In the rush to allay the public outcry over rising gasoline prices (which have since fallen), President Biden is adopting the standard ploy of politicians who think that the solution for every problem is the coercive power of the state.

Government has only one fundamental tool at its disposal, and that is coercion. It can (or at least attempt to) make people do things under threat of physical punishment, fines, jail, or scourging-by-regulation. (The latter approach is becoming increasingly common as government agencies are directed, by presidential “phone and pen,” to punish disliked corporations and industries with a tsunami of regulations.)

But coercion is not the same thing as production. Production is a positive, not a negative. It is the creation of values, and it can only be done at the scale and low prices that power a rising standard of living through the positive motivation of profits. To achieve prosperity, you need the profit motive. Put in a different light, it is motivation by love and not punishment that creates prosperity.

In contrast, coercion can only destroy. A society based on coercion – such as any dictatorship or a slave socity such as the agrarian South before the Civil War, or a Lilliputian world where its great producers are ensnared in an impenetrable web of regulations – is, as a rule, much poorer than societies that are more free, such as today’s more capitalist countries and the pre-war North.

The human mind does not function creatively at its best under compulsion. Slaves and tormented rule-followers don’t innovate. They don’t develop great new industries at ever declining costs through economies of scale, such as those achieved by Jeff Bezos at Amazon, or by John Rockefeller, the father of the modern oil industry.

So what is Biden’s answer to the problem of high gas prices? Compulsion. After initially thwarting the oil industry by banning pipelines and new oil and gas leases shortly after his inauguration, his recent proposals are, in essence, watered-down varieties of the failed policies that created the multiple gas crises that rocked the nation in the 1970s. Biden complains that prices are too high and that the oil companies, refiners, and gas stations should – somehow – reduce their prices to a “fair” price that exists only in Biden’s mind.

In the 1970s, this notion of a “fair” price – which is always below the market price – led to the 1973/74 and 1979 gas shortages. Oil prices in the United States were held down by government price controls below the global market price, which had sharply risen due to the Arab Oil Embargo. The embargo was a response by the Arab oil producing states to America’s support for Israel during the 1973 Arab-Israeli War. The later 1979 crisis emerged when the U.S. embargoed Iranian oil following the takeover of the U.S. embassy and the taking of diplomatic hostages.

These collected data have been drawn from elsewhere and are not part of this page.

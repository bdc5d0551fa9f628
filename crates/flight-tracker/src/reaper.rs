//! Background sweep that completes sessions which stopped sending telemetry

use crate::error::{TrackerError, TrackerResult};
use crate::sessions::SessionManager;

use chrono::Utc;
use flight_core::CoreError;
use flight_db::FlightStore;
use flight_metrics::MetricsCollector;
use std::sync::Arc;
use std::time::Duration;
use tokio_util::sync::CancellationToken;
use tracing::{debug, error, info, warn};

pub struct IdleSessionReaper {
    store: Arc<dyn FlightStore>,
    sessions: Arc<SessionManager>,
    threshold: chrono::Duration,
    interval: Duration,
    metrics: Option<Arc<MetricsCollector>>,
}

impl IdleSessionReaper {
    pub fn new(
        store: Arc<dyn FlightStore>,
        sessions: Arc<SessionManager>,
        threshold: Duration,
        interval: Duration,
        metrics: Option<Arc<MetricsCollector>>,
    ) -> Self {
        Self {
            store,
            sessions,
            threshold: chrono::Duration::from_std(threshold).unwrap_or(chrono::Duration::minutes(30)),
            interval,
            metrics,
        }
    }

    /// Complete every active session idle longer than the threshold.
    ///
    /// Returns how many were completed. A failure on one session is logged
    /// and the sweep moves on.
    pub async fn sweep(&self) -> TrackerResult<usize> {
        let now = Utc::now();
        let active = self.store.active_sessions().await?;
        let mut completed = 0;

        for session in active {
            let last_point = match self.store.last_point_at(&session.id).await {
                Ok(last) => last,
                Err(e) => {
                    warn!(session_id = %session.id, error = %e, "Could not read last point, skipping");
                    continue;
                }
            };

            let last_activity = last_point.unwrap_or(session.started_at);
            if now - last_activity <= self.threshold {
                continue;
            }

            let ended_at = session.fallback_end(last_point);
            match self.sessions.force_complete(&session.id, Some(ended_at)).await {
                Ok(_) => {
                    info!(session_id = %session.id, ended_at = %ended_at, "Reaped idle session");
                    completed += 1;
                }
                Err(TrackerError::Core(CoreError::AlreadyTerminal { .. })) => {
                    debug!(session_id = %session.id, "Session ended before the reaper got to it");
                }
                Err(e) => {
                    warn!(session_id = %session.id, error = %e, "Failed to reap idle session");
                }
            }
        }

        if let Some(metrics) = &self.metrics {
            metrics.record_sessions_reaped(completed);
        }
        Ok(completed)
    }

    /// Sweep immediately, then on every interval until cancelled
    pub async fn run(self: Arc<Self>, shutdown: CancellationToken) {
        info!(
            interval_s = self.interval.as_secs(),
            threshold_min = self.threshold.num_minutes(),
            "Idle session reaper started"
        );
        let mut ticker = tokio::time::interval(self.interval);

        loop {
            tokio::select! {
                _ = shutdown.cancelled() => break,
                _ = ticker.tick() => {
                    match self.sweep().await {
                        Ok(0) => debug!("No idle sessions"),
                        Ok(count) => info!(count, "Idle session sweep completed"),
                        Err(e) => error!(error = %e, "Idle session sweep failed"),
                    }
                }
            }
        }

        info!("Idle session reaper stopped");
    }
}

// ============================================================================
// TESTS
// ============================================================================

#[cfg(test)]
mod tests {
    use super::*;
    use crate::stats::StatisticsAggregator;
    use crate::test_support::RecordingBroadcaster;
    use chrono::Duration as ChronoDuration;
    use flight_core::{DroneId, FlightSession, OperatorId, SessionStatus, TelemetryInput};
    use flight_db::{DbError, MemoryStore, MockFlightStore};

    fn reaper_over(store: Arc<dyn FlightStore>) -> IdleSessionReaper {
        let stats = Arc::new(StatisticsAggregator::new(store.clone()));
        let sessions = Arc::new(SessionManager::new(
            store.clone(),
            stats,
            Arc::new(RecordingBroadcaster::default()),
            None,
        ));
        IdleSessionReaper::new(
            store,
            sessions,
            Duration::from_secs(30 * 60),
            Duration::from_secs(300),
            None,
        )
    }

    async fn session_with_point(store: &MemoryStore, key: &str, last_point_age: ChronoDuration) -> FlightSession {
        let now = Utc::now();
        let session = FlightSession::new(
            DroneId::new("drone-1"),
            OperatorId::new("op-1"),
            key,
            now - last_point_age - ChronoDuration::minutes(5),
        );
        store.insert_session(&session).await.unwrap();

        let point = TelemetryInput {
            latitude: 1.0,
            longitude: 1.0,
            altitude: 20.0,
            battery: 70.0,
            timestamp: Some(now - last_point_age),
            ..Default::default()
        }
        .into_point(session.id, session.drone_id.clone(), now);
        store.insert_points(&[point]).await.unwrap();
        session
    }

    #[tokio::test]
    async fn test_sweep_completes_only_idle_sessions() {
        let store = Arc::new(MemoryStore::new());
        let idle = session_with_point(&store, "idle", ChronoDuration::minutes(45)).await;
        let live = session_with_point(&store, "live", ChronoDuration::minutes(2)).await;

        let reaper = reaper_over(store.clone());
        assert_eq!(reaper.sweep().await.unwrap(), 1);

        let idle_after = store.get_session(&idle.id).await.unwrap().unwrap();
        assert_eq!(idle_after.status, SessionStatus::Completed);
        let last = store.last_point_at(&idle.id).await.unwrap();
        assert_eq!(idle_after.ended_at, last);
        assert!(idle_after.stats.start_position.is_some());

        let live_after = store.get_session(&live.id).await.unwrap().unwrap();
        assert!(live_after.is_active());

        // Second sweep has nothing left to do
        assert_eq!(reaper.sweep().await.unwrap(), 0);
    }

    #[tokio::test]
    async fn test_sweep_with_no_sessions() {
        let reaper = reaper_over(Arc::new(MemoryStore::new()));
        assert_eq!(reaper.sweep().await.unwrap(), 0);
    }

    #[tokio::test]
    async fn test_one_failure_does_not_block_others() {
        let stale = Utc::now() - ChronoDuration::hours(2);
        let broken = FlightSession::new(DroneId::new("a"), OperatorId::new("o"), "broken", stale);
        let healthy = FlightSession::new(DroneId::new("b"), OperatorId::new("o"), "healthy", stale);
        let broken_id = broken.id;

        let mut store = MockFlightStore::new();
        let listed = vec![broken.clone(), healthy.clone()];
        store.expect_active_sessions().returning(move || Ok(listed.clone()));
        store.expect_last_point_at().returning(move |id| {
            if *id == broken_id {
                Err(DbError::Timeout("slow".into()))
            } else {
                Ok(None)
            }
        });
        let fetched = healthy.clone();
        store
            .expect_get_session()
            .returning(move |_| Ok(Some(fetched.clone())));
        store.expect_transition_status().returning(move |_, status, ended_at, _| {
            let mut done = healthy.clone();
            done.status = status;
            done.ended_at = Some(ended_at);
            Ok(flight_db::StatusTransition::Applied(done))
        });
        store.expect_points_for_session().returning(|_| Ok(Vec::new()));

        let reaper = reaper_over(Arc::new(store));
        assert_eq!(reaper.sweep().await.unwrap(), 1);
    }

    #[tokio::test(start_paused = true)]
    async fn test_run_stops_on_cancel() {
        let reaper = Arc::new(reaper_over(Arc::new(MemoryStore::new())));
        let shutdown = CancellationToken::new();
        let handle = tokio::spawn(reaper.run(shutdown.clone()));

        tokio::time::sleep(Duration::from_secs(601)).await;
        shutdown.cancel();
        handle.await.unwrap();
    }
}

America’s price controls, originally implemented by President Nixon in 1971, undercut the financial motive – the profit-motive – for producing oil in the United States. And because prices were held to a government-set below-market “fair” price, consumers never reduced their demand to match available supplies.

This resulted in the epic 1970s shortages. Lines at gas stations grew so long that drivers ran out of gas while waiting for gas. Ambulances couldn’t get gas. Delivery vehicles couldn’t get gas. In response, President Jimmy Carter exhorted Americans to wear sweaters while they turned their heat down in winter to conserve fuel. He implemented such harebrained schemes as gasoline rationing on alternate days based on the last digit on drivers’ license plates. Needless to say, his dour exhortations and schemes to persuade Americans to live more poorly and frugally neither succeeded in resolving the gas crisis, nor in getting him re-elected. He was a one term President.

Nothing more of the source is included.